# Task directions
Which lines of the entries contain the string "static"? Please find them and copy them.

# Supplied entries
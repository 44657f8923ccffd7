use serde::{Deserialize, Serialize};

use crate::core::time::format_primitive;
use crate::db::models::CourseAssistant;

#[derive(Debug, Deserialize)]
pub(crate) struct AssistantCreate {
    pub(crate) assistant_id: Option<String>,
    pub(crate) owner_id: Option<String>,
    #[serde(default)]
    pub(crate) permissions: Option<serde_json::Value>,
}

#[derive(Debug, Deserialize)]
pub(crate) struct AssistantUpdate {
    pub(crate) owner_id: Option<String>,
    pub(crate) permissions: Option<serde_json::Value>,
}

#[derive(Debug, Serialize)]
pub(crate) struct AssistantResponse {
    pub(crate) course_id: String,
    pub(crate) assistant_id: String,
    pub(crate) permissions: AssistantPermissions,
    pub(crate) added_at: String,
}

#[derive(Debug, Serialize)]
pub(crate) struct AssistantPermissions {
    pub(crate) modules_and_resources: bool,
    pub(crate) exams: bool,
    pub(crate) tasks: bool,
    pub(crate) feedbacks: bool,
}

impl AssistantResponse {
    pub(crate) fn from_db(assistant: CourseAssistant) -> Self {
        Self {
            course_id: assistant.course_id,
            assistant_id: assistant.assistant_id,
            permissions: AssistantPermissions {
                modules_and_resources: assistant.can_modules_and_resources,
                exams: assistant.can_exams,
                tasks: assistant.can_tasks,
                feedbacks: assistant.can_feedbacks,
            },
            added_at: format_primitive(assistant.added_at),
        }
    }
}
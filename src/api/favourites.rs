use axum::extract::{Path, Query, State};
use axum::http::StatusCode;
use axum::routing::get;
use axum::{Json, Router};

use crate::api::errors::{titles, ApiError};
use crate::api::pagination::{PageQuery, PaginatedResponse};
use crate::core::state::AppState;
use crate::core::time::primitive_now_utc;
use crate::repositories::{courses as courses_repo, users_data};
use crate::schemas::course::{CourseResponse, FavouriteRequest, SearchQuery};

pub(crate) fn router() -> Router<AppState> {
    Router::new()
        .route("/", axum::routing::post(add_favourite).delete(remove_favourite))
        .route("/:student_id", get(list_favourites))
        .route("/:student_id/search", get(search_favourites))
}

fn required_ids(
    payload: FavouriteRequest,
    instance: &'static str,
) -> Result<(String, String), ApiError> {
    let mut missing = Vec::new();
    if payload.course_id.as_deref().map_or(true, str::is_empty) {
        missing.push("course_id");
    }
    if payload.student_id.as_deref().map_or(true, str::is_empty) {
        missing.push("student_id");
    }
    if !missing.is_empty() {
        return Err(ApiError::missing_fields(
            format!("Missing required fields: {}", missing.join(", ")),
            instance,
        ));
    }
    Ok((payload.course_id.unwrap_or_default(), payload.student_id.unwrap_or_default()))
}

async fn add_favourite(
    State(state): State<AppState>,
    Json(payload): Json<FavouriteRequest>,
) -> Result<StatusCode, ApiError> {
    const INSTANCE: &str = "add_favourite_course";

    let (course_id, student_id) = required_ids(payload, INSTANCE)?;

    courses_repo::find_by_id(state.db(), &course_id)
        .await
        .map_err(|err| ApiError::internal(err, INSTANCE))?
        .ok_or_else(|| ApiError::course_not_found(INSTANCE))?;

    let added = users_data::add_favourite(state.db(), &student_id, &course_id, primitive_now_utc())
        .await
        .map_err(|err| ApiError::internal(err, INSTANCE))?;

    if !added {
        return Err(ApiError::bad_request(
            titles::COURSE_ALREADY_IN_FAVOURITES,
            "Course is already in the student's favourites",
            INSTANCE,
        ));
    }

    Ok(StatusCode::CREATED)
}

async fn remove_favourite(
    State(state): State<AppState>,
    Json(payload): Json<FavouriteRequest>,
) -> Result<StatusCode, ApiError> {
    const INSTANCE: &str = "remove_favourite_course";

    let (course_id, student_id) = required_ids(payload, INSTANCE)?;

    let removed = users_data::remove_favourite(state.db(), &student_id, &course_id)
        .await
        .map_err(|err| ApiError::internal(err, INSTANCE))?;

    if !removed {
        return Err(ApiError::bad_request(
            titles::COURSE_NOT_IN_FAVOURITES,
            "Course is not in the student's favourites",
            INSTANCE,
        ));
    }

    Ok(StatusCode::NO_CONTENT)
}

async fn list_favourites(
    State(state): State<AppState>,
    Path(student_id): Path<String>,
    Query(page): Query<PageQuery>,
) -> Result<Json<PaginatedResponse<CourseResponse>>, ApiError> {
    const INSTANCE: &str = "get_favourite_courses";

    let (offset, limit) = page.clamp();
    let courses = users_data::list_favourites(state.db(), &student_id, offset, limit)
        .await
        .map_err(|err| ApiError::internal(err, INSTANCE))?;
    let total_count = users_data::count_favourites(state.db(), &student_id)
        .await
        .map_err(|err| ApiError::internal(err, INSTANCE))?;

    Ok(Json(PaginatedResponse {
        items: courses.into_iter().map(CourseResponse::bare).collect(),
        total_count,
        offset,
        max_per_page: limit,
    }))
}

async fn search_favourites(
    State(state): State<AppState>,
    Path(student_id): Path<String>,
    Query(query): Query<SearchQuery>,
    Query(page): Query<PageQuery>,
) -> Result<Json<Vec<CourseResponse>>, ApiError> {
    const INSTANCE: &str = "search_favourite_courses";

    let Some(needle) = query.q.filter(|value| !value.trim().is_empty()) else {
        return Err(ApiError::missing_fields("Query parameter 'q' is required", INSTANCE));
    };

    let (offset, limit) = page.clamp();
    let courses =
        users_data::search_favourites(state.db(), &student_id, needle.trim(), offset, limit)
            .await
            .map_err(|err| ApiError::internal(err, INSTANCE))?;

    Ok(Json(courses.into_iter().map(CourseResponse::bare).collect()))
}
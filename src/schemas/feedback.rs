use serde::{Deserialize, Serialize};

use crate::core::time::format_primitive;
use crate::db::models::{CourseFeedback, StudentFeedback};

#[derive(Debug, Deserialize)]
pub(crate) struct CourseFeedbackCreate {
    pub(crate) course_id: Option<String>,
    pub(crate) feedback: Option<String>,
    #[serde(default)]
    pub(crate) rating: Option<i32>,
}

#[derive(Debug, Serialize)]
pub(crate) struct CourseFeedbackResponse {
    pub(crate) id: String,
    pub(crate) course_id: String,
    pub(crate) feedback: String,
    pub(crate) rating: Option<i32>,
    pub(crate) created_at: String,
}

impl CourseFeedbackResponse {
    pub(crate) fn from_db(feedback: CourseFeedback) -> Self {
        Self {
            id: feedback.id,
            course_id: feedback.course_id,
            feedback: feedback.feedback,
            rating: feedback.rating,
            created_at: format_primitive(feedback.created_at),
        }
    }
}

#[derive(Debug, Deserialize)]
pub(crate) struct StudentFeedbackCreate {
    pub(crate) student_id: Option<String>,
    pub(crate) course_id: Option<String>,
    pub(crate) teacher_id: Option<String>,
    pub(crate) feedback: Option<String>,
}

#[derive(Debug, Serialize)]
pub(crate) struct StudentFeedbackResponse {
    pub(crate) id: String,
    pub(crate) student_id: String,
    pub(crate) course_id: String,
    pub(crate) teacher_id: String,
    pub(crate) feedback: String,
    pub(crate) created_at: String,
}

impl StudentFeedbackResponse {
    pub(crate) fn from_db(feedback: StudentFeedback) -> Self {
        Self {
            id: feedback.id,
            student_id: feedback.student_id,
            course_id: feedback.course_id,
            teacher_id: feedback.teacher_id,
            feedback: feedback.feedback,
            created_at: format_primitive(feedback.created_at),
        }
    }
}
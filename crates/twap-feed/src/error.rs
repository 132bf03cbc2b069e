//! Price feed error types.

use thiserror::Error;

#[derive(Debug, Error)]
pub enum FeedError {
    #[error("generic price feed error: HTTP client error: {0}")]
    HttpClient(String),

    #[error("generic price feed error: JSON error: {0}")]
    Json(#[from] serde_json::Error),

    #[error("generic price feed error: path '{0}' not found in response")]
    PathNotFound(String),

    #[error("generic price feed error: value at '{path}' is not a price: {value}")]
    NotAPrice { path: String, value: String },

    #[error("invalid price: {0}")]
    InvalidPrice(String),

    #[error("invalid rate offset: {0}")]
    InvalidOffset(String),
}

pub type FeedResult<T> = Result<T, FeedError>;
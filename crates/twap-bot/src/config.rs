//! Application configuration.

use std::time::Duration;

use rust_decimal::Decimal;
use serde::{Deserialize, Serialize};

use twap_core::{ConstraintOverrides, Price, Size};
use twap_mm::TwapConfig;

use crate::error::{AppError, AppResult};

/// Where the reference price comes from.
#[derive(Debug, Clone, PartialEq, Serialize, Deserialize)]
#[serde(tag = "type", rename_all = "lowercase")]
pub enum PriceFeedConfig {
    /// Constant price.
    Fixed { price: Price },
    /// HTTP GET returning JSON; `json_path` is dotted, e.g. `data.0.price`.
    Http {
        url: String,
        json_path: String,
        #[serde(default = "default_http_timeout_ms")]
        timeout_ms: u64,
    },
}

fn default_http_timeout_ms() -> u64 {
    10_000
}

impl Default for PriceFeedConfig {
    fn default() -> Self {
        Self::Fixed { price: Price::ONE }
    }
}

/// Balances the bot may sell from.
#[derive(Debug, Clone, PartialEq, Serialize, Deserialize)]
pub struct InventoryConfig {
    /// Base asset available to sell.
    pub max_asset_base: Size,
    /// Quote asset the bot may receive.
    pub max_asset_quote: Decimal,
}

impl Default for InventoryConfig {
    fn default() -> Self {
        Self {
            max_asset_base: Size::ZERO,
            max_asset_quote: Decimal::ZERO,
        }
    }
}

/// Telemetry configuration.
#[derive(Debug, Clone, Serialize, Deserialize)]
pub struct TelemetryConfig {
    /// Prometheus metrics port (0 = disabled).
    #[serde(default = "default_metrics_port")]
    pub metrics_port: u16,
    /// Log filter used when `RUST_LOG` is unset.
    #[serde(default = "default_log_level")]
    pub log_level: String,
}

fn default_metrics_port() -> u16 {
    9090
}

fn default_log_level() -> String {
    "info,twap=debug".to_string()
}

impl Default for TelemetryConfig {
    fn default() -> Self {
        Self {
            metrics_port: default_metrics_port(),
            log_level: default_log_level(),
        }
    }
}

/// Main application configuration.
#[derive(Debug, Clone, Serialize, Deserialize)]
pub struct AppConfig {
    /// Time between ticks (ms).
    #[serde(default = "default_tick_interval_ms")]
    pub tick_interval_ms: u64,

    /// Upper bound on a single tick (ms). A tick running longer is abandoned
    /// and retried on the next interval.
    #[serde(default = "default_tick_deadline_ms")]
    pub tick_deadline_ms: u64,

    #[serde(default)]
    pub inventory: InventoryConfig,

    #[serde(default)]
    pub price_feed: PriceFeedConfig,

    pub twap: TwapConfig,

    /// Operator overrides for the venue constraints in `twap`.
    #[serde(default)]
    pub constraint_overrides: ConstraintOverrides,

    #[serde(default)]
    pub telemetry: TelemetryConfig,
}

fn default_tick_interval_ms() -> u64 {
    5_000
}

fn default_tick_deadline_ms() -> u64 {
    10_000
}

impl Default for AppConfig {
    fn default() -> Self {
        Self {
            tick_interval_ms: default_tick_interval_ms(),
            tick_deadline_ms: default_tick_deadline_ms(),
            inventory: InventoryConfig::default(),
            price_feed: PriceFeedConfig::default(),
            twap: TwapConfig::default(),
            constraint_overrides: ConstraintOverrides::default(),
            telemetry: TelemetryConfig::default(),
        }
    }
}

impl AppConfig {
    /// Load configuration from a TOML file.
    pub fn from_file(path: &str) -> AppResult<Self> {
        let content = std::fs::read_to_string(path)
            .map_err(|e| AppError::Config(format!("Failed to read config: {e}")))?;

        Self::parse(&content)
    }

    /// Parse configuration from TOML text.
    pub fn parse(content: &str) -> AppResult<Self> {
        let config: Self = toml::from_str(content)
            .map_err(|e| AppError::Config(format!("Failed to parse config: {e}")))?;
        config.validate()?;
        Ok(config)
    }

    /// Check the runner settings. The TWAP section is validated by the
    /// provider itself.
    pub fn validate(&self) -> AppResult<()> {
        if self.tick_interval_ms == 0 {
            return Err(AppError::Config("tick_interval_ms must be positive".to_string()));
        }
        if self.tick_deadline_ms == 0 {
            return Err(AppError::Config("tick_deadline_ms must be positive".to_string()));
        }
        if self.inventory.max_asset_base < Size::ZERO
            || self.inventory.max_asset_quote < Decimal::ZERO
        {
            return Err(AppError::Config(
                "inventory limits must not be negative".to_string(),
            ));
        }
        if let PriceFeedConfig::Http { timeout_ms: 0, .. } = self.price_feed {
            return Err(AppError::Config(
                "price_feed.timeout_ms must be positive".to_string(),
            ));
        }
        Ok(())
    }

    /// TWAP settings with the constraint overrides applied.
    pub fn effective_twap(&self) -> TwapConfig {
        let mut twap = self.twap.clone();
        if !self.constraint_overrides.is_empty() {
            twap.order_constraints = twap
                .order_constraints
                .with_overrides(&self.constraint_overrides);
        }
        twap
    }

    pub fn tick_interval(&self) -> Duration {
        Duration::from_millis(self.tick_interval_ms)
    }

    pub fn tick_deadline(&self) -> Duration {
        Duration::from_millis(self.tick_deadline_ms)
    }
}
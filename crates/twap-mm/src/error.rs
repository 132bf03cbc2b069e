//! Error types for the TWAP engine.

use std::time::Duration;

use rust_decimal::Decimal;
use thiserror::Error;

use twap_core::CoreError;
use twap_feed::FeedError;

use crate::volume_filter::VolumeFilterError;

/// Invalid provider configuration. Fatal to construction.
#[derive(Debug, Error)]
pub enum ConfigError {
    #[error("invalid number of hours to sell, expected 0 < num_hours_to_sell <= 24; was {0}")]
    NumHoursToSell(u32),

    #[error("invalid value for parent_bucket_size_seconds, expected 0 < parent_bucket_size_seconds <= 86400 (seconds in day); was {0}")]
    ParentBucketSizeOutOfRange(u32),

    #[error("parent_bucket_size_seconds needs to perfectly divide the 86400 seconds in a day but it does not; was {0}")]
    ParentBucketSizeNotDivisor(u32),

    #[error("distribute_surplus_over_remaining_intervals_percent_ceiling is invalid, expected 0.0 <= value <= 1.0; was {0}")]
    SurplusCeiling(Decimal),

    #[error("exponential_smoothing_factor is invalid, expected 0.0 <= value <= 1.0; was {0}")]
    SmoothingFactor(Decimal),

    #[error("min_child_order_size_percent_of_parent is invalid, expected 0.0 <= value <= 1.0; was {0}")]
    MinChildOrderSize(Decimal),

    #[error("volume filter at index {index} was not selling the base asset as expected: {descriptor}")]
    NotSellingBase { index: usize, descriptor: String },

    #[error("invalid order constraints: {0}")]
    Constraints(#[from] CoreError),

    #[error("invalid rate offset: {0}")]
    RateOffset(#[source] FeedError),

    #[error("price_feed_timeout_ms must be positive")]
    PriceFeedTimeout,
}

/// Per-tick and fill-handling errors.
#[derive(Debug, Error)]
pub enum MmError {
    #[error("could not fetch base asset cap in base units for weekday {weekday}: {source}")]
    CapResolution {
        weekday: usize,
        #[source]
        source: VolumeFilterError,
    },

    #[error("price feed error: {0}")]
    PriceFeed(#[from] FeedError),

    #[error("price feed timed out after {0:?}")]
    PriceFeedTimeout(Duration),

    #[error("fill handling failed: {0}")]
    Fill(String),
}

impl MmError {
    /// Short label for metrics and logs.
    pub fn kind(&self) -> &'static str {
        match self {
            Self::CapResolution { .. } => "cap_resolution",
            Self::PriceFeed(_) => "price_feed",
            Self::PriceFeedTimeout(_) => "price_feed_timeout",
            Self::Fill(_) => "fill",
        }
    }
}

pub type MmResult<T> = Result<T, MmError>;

# Reply
    instance: &'static str,
    pub fn kind(&self) -> &'static str {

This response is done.